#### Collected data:
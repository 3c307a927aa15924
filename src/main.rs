//! Demo binary for concurrent list workloads.
//!
//! Drives the three multithreaded scenarios the list is built for and
//! prints throughput counters plus a final integrity audit. Useful for
//! eyeballing behavior under a real scheduler and for diagnosing hangs.
//!
//! Run with:
//! ```bash
//! cargo run --release
//! RUST_LOG=lflist=trace cargo run --features tracing
//! ```

#![allow(clippy::cast_precision_loss)]

use std::ptr::NonNull;
use std::sync::atomic::{AtomicBool, AtomicU64, Ordering};
use std::sync::{Arc, Mutex};
use std::thread;
use std::time::{Duration, Instant};

use lflist::stamp::Stamped;
use lflist::{LockFreeList, Node};

#[cfg(feature = "mimalloc")]
#[global_allocator]
static GLOBAL: mimalloc::MiMalloc = mimalloc::MiMalloc;

/// How long each scenario runs.
const SCENARIO_DURATION: Duration = Duration::from_millis(300);

type Payload = Stamped<i64>;

/// A node pointer that may cross threads; all allocations are registered
/// here and freed only after every worker has joined.
#[derive(Clone, Copy)]
struct Registered(NonNull<Node<Payload>>);

// SAFETY: the pointee is heap-allocated and only freed after quiescence.
unsafe impl Send for Registered {}

struct Allocations {
    nodes: Mutex<Vec<Registered>>,
}

impl Allocations {
    fn new() -> Self {
        Self {
            nodes: Mutex::new(Vec::new()),
        }
    }

    fn alloc(&self, value: i64) -> NonNull<Node<Payload>> {
        let ptr = NonNull::from(Box::leak(Node::boxed(Stamped::new(value))));
        self.nodes.lock().expect("registry poisoned").push(Registered(ptr));
        ptr
    }

    /// Free every registered node. Callable only at quiescence.
    unsafe fn free_all(&self) {
        let nodes = self.nodes.lock().expect("registry poisoned");
        for r in nodes.iter() {
            // SAFETY: allocated via Box::leak above; nothing traverses now.
            unsafe { drop(Box::from_raw(r.0.as_ptr())) };
        }
    }
}

/// Walk the list forward and check neighborhood consistency; returns
/// (member count, back-link mismatches).
fn audit(list: &LockFreeList<Payload>) -> (usize, usize) {
    let mut count = 0;
    let mut mismatches = 0;
    let mut cur = list.cursor_front();
    let mut prev: Option<NonNull<Node<Payload>>> = None;
    while let Some(node) = cur.node() {
        count += 1;
        // A stale back-link at quiescence is an integrity bug.
        let back = unsafe { node.as_ref() }.prev_ptr();
        if back != prev.map_or(std::ptr::null_mut(), NonNull::as_ptr) {
            mismatches += 1;
        }
        prev = Some(node);
        if cur.move_next().is_err() {
            break;
        }
    }
    (count, mismatches)
}

fn scenario_insert_scan() {
    println!("== concurrent push_front + scan ==");
    let list = Arc::new(LockFreeList::new());
    let allocs = Arc::new(Allocations::new());
    let stop = Arc::new(AtomicBool::new(false));
    let insertions = Arc::new(AtomicU64::new(0));
    let scans = Arc::new(AtomicU64::new(0));

    let mut handles = Vec::new();
    for writer in 0..4i64 {
        let list = Arc::clone(&list);
        let allocs = Arc::clone(&allocs);
        let stop = Arc::clone(&stop);
        let insertions = Arc::clone(&insertions);
        handles.push(thread::spawn(move || {
            let mut seq = 0i64;
            // Bounded so a fast machine does not balloon the registry.
            while !stop.load(Ordering::Relaxed) && seq < 50_000 {
                let node = allocs.alloc(writer * 1_000_000 + seq);
                seq += 1;
                // SAFETY: fresh node, freed after join.
                unsafe { list.push_front(node) };
                insertions.fetch_add(1, Ordering::Relaxed);
            }
        }));
    }
    for _ in 0..2 {
        let list = Arc::clone(&list);
        let stop = Arc::clone(&stop);
        let scans = Arc::clone(&scans);
        handles.push(thread::spawn(move || {
            while !stop.load(Ordering::Relaxed) {
                for stamped in list.iter() {
                    stamped.record_access();
                }
                scans.fetch_add(1, Ordering::Relaxed);
            }
        }));
    }

    thread::sleep(SCENARIO_DURATION);
    stop.store(true, Ordering::Relaxed);
    for h in handles {
        h.join().expect("worker panicked");
    }

    let (members, mismatches) = audit(&list);
    println!(
        "  insertions={} scans={} members={} back-link mismatches={}",
        insertions.load(Ordering::Relaxed),
        scans.load(Ordering::Relaxed),
        members,
        mismatches
    );
    assert_eq!(members as u64, insertions.load(Ordering::Relaxed));
    assert_eq!(mismatches, 0);

    drop(list);
    // SAFETY: all workers joined, list dropped.
    unsafe { allocs.free_all() };
}

fn scenario_insert_after_remove() {
    println!("== concurrent insert_after + remove + validator ==");
    let list = Arc::new(LockFreeList::new());
    let allocs = Arc::new(Allocations::new());
    let stop = Arc::new(AtomicBool::new(false));
    let inserted = Arc::new(AtomicU64::new(0));
    let warnings = Arc::new(AtomicU64::new(0));

    // Seed a stable backbone the inserters hang work off of.
    let backbone: Vec<Registered> = (0..10).map(|v| Registered(allocs.alloc(v))).collect();
    for node in &backbone {
        // SAFETY: fresh nodes.
        unsafe { list.push_back(node.0) };
    }

    let mut handles = Vec::new();
    for worker in 0..3i64 {
        let list = Arc::clone(&list);
        let allocs = Arc::clone(&allocs);
        let stop = Arc::clone(&stop);
        let inserted = Arc::clone(&inserted);
        let backbone = backbone.clone();
        handles.push(thread::spawn(move || {
            let mut round = 0usize;
            while !stop.load(Ordering::Relaxed) && round < 30_000 {
                // Each worker hangs work off its own backbone slice, so no
                // two in-flight insertions are ever adjacent, and removes
                // its own insertion before the next one. Nobody removes
                // backbone nodes, so targets stay members.
                let target = backbone[worker as usize * 3 + round % 3];
                round += 1;
                let node = allocs.alloc(1_000 + worker);
                // SAFETY: fresh node; backbone nodes stay members.
                if unsafe { list.insert_after(target.0, node) } {
                    inserted.fetch_add(1, Ordering::Relaxed);
                    // SAFETY: `node` is a member and only this thread
                    // removes it.
                    unsafe { list.remove(node) };
                }
            }
        }));
    }
    {
        let list = Arc::clone(&list);
        let stop = Arc::clone(&stop);
        let warnings = Arc::clone(&warnings);
        handles.push(thread::spawn(move || {
            while !stop.load(Ordering::Relaxed) {
                // Transient back-link staleness is expected mid-mutation;
                // count how often we observe it.
                let (_, mismatches) = audit(&list);
                if mismatches > 0 {
                    warnings.fetch_add(1, Ordering::Relaxed);
                }
                thread::sleep(Duration::from_millis(5));
            }
        }));
    }

    thread::sleep(SCENARIO_DURATION);
    stop.store(true, Ordering::Relaxed);
    for h in handles {
        h.join().expect("worker panicked");
    }

    let (members, mismatches) = audit(&list);
    println!(
        "  inserted(and removed)={} transient-stale observations={} members={} final mismatches={}",
        inserted.load(Ordering::Relaxed),
        warnings.load(Ordering::Relaxed),
        members,
        mismatches
    );
    assert_eq!(members, backbone.len());
    assert_eq!(mismatches, 0);

    drop(list);
    // SAFETY: all workers joined, list dropped.
    unsafe { allocs.free_all() };
}

fn scenario_mixed_with_snapshots() {
    println!("== mixed operations + periodic snapshots ==");
    let list = Arc::new(LockFreeList::new());
    let allocs = Arc::new(Allocations::new());
    let stop = Arc::new(AtomicBool::new(false));
    let pushed = Arc::new(AtomicU64::new(0));
    let removed = Arc::new(AtomicU64::new(0));

    let mut handles = Vec::new();
    for worker in 0..4i64 {
        let list = Arc::clone(&list);
        let allocs = Arc::clone(&allocs);
        let stop = Arc::clone(&stop);
        let pushed = Arc::clone(&pushed);
        let removed = Arc::clone(&removed);
        handles.push(thread::spawn(move || {
            let mut mine: Vec<NonNull<Node<Payload>>> = Vec::new();
            let mut seq = 0i64;
            while !stop.load(Ordering::Relaxed) && seq < 30_000 {
                if mine.len() < 8 {
                    let node = allocs.alloc(worker * 1_000_000 + seq);
                    seq += 1;
                    // SAFETY: fresh node.
                    unsafe { list.push_front(node) };
                    pushed.fetch_add(1, Ordering::Relaxed);
                    mine.push(node);
                } else {
                    // Remove oldest own insertion; only this thread ever
                    // removes these nodes.
                    let node = mine.remove(0);
                    // SAFETY: `node` is a member this thread pushed.
                    unsafe { list.remove(node) };
                    removed.fetch_add(1, Ordering::Relaxed);
                }
            }
        }));
    }
    {
        let list = Arc::clone(&list);
        let stop = Arc::clone(&stop);
        handles.push(thread::spawn(move || {
            while !stop.load(Ordering::Relaxed) {
                let snapshot: Vec<i64> = list.iter().map(|s| *s.value()).collect();
                println!("  snapshot: {} members", snapshot.len());
                thread::sleep(Duration::from_millis(50));
            }
        }));
    }

    let start = Instant::now();
    thread::sleep(SCENARIO_DURATION);
    stop.store(true, Ordering::Relaxed);
    for h in handles {
        h.join().expect("worker panicked");
    }

    let (members, mismatches) = audit(&list);
    let pushed = pushed.load(Ordering::Relaxed);
    let removed = removed.load(Ordering::Relaxed);
    println!(
        "  pushed={pushed} removed={removed} members={members} mismatches={mismatches} ({:.0} ops/s)",
        (pushed + removed) as f64 / start.elapsed().as_secs_f64()
    );
    // Uncoordinated removals of nodes that happen to be adjacent can lose
    // a removal effect (see DESIGN.md); report rather than assert exact
    // membership here.
    assert!(members as u64 >= pushed - removed);
    assert!(members as u64 <= pushed);

    drop(list);
    // SAFETY: all workers joined, list dropped.
    unsafe { allocs.free_all() };
}

fn main() {
    scenario_insert_scan();
    scenario_insert_after_remove();
    scenario_mixed_with_snapshots();
    println!("all scenarios passed");
}
//! # lflist
//!
//! A lock-free intrusive doubly linked list with tagged-pointer ABA
//! protection.
//!
//! The list permits concurrent insertion, removal, search and traversal
//! from many threads without mutual exclusion. It is intrusive: elements
//! embed the linkage words ([`Node`]), and node memory is owned and
//! reclaimed by the caller, never by the list. This makes it a building
//! block for higher-level infrastructure (LRU structures, free-lists,
//! subscriber tables) where predictable latency under contention matters
//! more than convenience.
//!
//! ## Design
//!
//! - Every linkage word is a `(pointer, version-tag)` pair packed into one
//!   machine word ([`tagged`]); a CAS must match both, defeating ABA.
//! - Each mutator linearizes at a single CAS on a primary link; back-links
//!   and endpoints are repaired afterwards and converge eventually.
//! - Traversal tolerates the repair window: cursors validate their
//!   neighborhood and recover when a node is unlinked under them.
//!
//! ## Caller contract
//!
//! Mutators are `unsafe`: the caller allocates nodes, guarantees a node is
//! in at most one list, and frees a removed node only once no concurrent
//! traversal can still reach it. The [`reclaim`] module documents the
//! supported deferred-reclamation pairing with `seize`.
//!
//! ```
//! use std::ptr::NonNull;
//! use lflist::{LockFreeList, Node};
//!
//! let list = LockFreeList::new();
//! let a = NonNull::from(Box::leak(Node::boxed(1)));
//! let b = NonNull::from(Box::leak(Node::boxed(2)));
//!
//! // SAFETY: fresh nodes, freed below after the list is done with them.
//! unsafe {
//!     list.push_back(a);
//!     list.push_back(b);
//! }
//! assert_eq!(list.iter().copied().collect::<Vec<_>>(), vec![1, 2]);
//!
//! // SAFETY: `a` is a member; no other thread is traversing here.
//! unsafe { list.remove(a) };
//! assert_eq!(list.iter().copied().collect::<Vec<_>>(), vec![2]);
//!
//! drop(list);
//! // SAFETY: quiescent; the nodes were leaked above and the list is gone.
//! unsafe {
//!     drop(Box::from_raw(a.as_ptr()));
//!     drop(Box::from_raw(b.as_ptr()));
//! }
//! ```

pub mod list;
pub mod node;
pub mod ordering;
pub mod reclaim;
pub mod stamp;
pub mod tagged;

mod tracing_helpers;

pub use list::{Cursor, Iter, ListError, LockFreeList};
pub use node::Node;
pub use stamp::Stamped;
pub use tagged::{AtomicTagged, TaggedPtr};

#### Instructions to follow:
Go through the data and return each line where the word "value" appears.

#### Response to this exercise:
    fn alloc(&self, value: i64) -> NonNull<Node<Payload>> {
        let ptr = NonNull::from(Box::leak(Node::boxed(Stamped::new(value))));
                let snapshot: Vec<i64> = list.iter().map(|s| *s.value()).collect();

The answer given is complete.